Il Capitalismo è morto?*
Come diceva Keynes, ormai un secolo fa:
«Il capitalismo non è intelligente, non è bello, non è giusto, non è virtuoso e non mantiene le promesse. In breve, non ci piace e stiamo cominciando a disprezzarlo. Ma quando ci chiediamo cosa mettere al suo posto, restiamo estremamente perplessi[1]»
Per chi voglia saperne di più, sul framwork europeo, può essere utile e divertente il rimando a questo mio piccolo video introduttivo.
Eppure la domanda è sempre lì[2] e l’attuale crisi l’ha resa ancora più attuale, per almeno due ragioni.
Perché un modello di sviluppo socialmente insostenibile, orientato verso la massimizzazione del solo profitto, è accusato di esserne la concausa[3].
Ma soprattutto perché, in tutto il mondo, assistiamo ad un inedito, epocale, preponderante ritorno dello Stato nell’economia[4].

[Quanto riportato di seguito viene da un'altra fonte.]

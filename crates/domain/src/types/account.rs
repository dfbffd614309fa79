//! Ad account mirror row

use serde::{Deserialize, Serialize};

/// Ad account as stored locally.
///
/// `id` is the upstream account id with the `act_` prefix removed; it is the
/// conflict key for upserts.
#[derive(Debug, Clone, PartialEq, Eq, Serialize, Deserialize)]
pub struct AdAccount {
    pub id: String,
    /// Local user the account was synced for.
    pub user_id: String,
    pub name: Option<String>,
    /// ISO 4217 code as reported upstream.
    pub currency: Option<String>,
    pub timezone: Option<String>,
    pub created_at: i64,
    pub updated_at: i64,
}
use std::time::Duration;

use adsync_domain::constants::{DEFAULT_UPSTREAM_TIMEOUT_SECS, USER_AGENT};
use adsync_domain::AdSyncError;
use reqwest::{Client as ReqwestClient, Method, RequestBuilder, Response};
use tracing::debug;

use crate::errors::InfraError;

/// HTTP client with a transport deadline. Every request is attempted exactly
/// once.
#[derive(Clone, Debug)]
pub struct HttpClient {
    client: ReqwestClient,
}

impl HttpClient {
    /// Start building a new HTTP client.
    pub fn builder() -> HttpClientBuilder {
        HttpClientBuilder::default()
    }

    /// Convenience constructor with default configuration.
    pub fn new() -> Result<Self, AdSyncError> {
        Self::builder().build()
    }

    /// Create a request builder using the underlying reqwest client.
    pub fn request<U>(&self, method: Method, url: U) -> RequestBuilder
    where
        U: reqwest::IntoUrl,
    {
        self.client.request(method, url)
    }

    /// Execute the provided request builder.
    ///
    /// Transport failures become `UpstreamUnavailable`; any HTTP status,
    /// including errors, is returned to the caller as a response.
    pub async fn send(&self, builder: RequestBuilder) -> Result<Response, AdSyncError> {
        let request = builder.build().map_err(|err| AdSyncError::from(InfraError::from(err)))?;

        let method = request.method().clone();
        // Never log the query string; it may carry request parameters.
        let path = request.url().path().to_string();
        debug!(%method, %path, "sending HTTP request");

        match self.client.execute(request).await {
            Ok(response) => {
                debug!(%method, %path, status = %response.status(), "received HTTP response");
                Ok(response)
            }
            Err(err) => {
                debug!(%method, %path, error = %err, "HTTP request failed");
                Err(InfraError::from(err).into())
            }
        }
    }
}

/// Builder for [`HttpClient`].
#[derive(Debug)]
pub struct HttpClientBuilder {
    timeout: Duration,
    user_agent: Option<String>,
    default_headers: Option<reqwest::header::HeaderMap>,
}

impl Default for HttpClientBuilder {
    fn default() -> Self {
        Self {
            timeout: Duration::from_secs(DEFAULT_UPSTREAM_TIMEOUT_SECS),
            user_agent: Some(USER_AGENT.to_string()),
            default_headers: None,
        }
    }
}

impl HttpClientBuilder {
    pub fn timeout(mut self, timeout: Duration) -> Self {
        self.timeout = timeout;
        self
    }

    pub fn user_agent(mut self, agent: impl Into<String>) -> Self {
        self.user_agent = Some(agent.into());
        self
    }

    pub fn default_headers(mut self, headers: reqwest::header::HeaderMap) -> Self {
        self.default_headers = Some(headers);
        self
    }

    pub fn build(self) -> Result<HttpClient, AdSyncError> {
        let mut builder = ReqwestClient::builder().timeout(self.timeout).no_proxy();

        if let Some(agent) = self.user_agent {
            builder = builder.user_agent(agent);
        }

        if let Some(headers) = self.default_headers {
            builder = builder.default_headers(headers);
        }

        let client = builder.build().map_err(|err| AdSyncError::from(InfraError::from(err)))?;

        Ok(HttpClient { client })
    }
}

Ce n’è abbastanza per sovvertire i caposaldi di un modello di sviluppo[5] che, con la caduta del muro di Berlino, sembrava aver definitivamente vinto sulla storia[6] , portando il dibattito dal livello politico a quello meramente tecnico intorno alle migliori forme di capitalismo applicabili.
C’è chi, tra gli irriducibili, riesuma il concetto di “Capitalismo di Stato”. Ma, al di là delle etichette teoriche, l’aspetto che più interessa è un altro.
E, a questo punto, non riguarda più il se o il quantum dell’intervento pubblico, ma il come, il dove ed il perché.
Visto che le risorse pubbliche messe in campo paiono enormi, ma pur sempre limitate, lo Stato dovrà presto scegliere su chi investirle.
Nell’eterna dialettica tra politica (lo Stato), economia (il mercato) ed etica (il tempio)[7], la prima si reimpone sulla seconda, e la terza può tornare ad orientare entrambe.
L’auspicio è che dalla crisi si sappia estrarre un’opportunità storica: quella di orientare questi investimenti verso un modello di sviluppo più sostenibile, sul piano sociale ed ambientale.
Il che fa apparire enormemente anacronistico l’attuale dibattito europeo. Anziché parlare della “condizionalità” degli aiuti “agli” Stati, bisognerebbe parlare della condizionalità degli aiuti “degli” Stati alle imprese.
Se l’Europa fosse finalmente ciò che dovrebbe essere (un’Unione politica e non solo economica), i primi dovrebbero essere scontati e i secondi dovrebbero essere subordinati al raggiungimento di obiettivi comuni. Ma quali?
In primis, dovrebbero esserci quelli della transizione ecologica e dell’integrazione sociale. Perché nei mali di un certo capitalismo troviamo anche le soluzioni.
La sfida storica, ovviamente, non può esser vinta con i soli soldi pubblici. Occorrerà smobilizzare la ricchezza finanziaria delle famiglie, incentivando la c.d. finanza sostenibile capace di integrare i criteri SGR e il c.d. impact investing.
Per approfondire il framework europeo relativo alla Sustainable Finance, rinvio a questo mio piccolo (e spero divertente) video introduttivo
*Post tratto da articolo pubblicato su comunitadiconnessioni.org
[1] Keynes, J. M. (1933). Autosufficienza nazionale. The Yale Review, New Haven.
[2] Si veda M. Mazzucato su El Pais (qui).
[3] Si pensi ai numerosi gli studi che si interrogano sulla correlazione tra l’attuale sistema produttivo, l’inquinamento, l’insorgenza e la diffusione delle epidemie Tra gli altri, si veda qui.
[4] Si veda Gonzales, A., El Estado ha llegado a la economía para quedarse. La crisis del coronavirus ha dado un protagonismo repentino a los Gobiernos, que tardará mucho tiempo en replegarse y en el que subyace un cambio de paradigma, El Pais, 26 aprile 2020 (qui)
[5] Soprattutto quello di stampo neoliberale affermatosi dagli anni 80 in poi con I Governi di Reagan e Tatcher.
[6] Di fine della storia ha parlato F. Fukuyama a proposito della vittoria storica ed economica del modello liberale su quello socialista legato al blocco sovietico dissoltosi negli anni ’90. Fukuyama, F. (2020). La fine della storia e l'ultimo uomo. Utet.
[7] Sia consentito il rinvio ad A. Mazzullo, Il mercato, il tempio e la città, in F. Occhetta, Le politiche del popolo, ed. San Paolo, 2020 e Id., Il rovescio della moneta, ed. Dehoniane, 2019.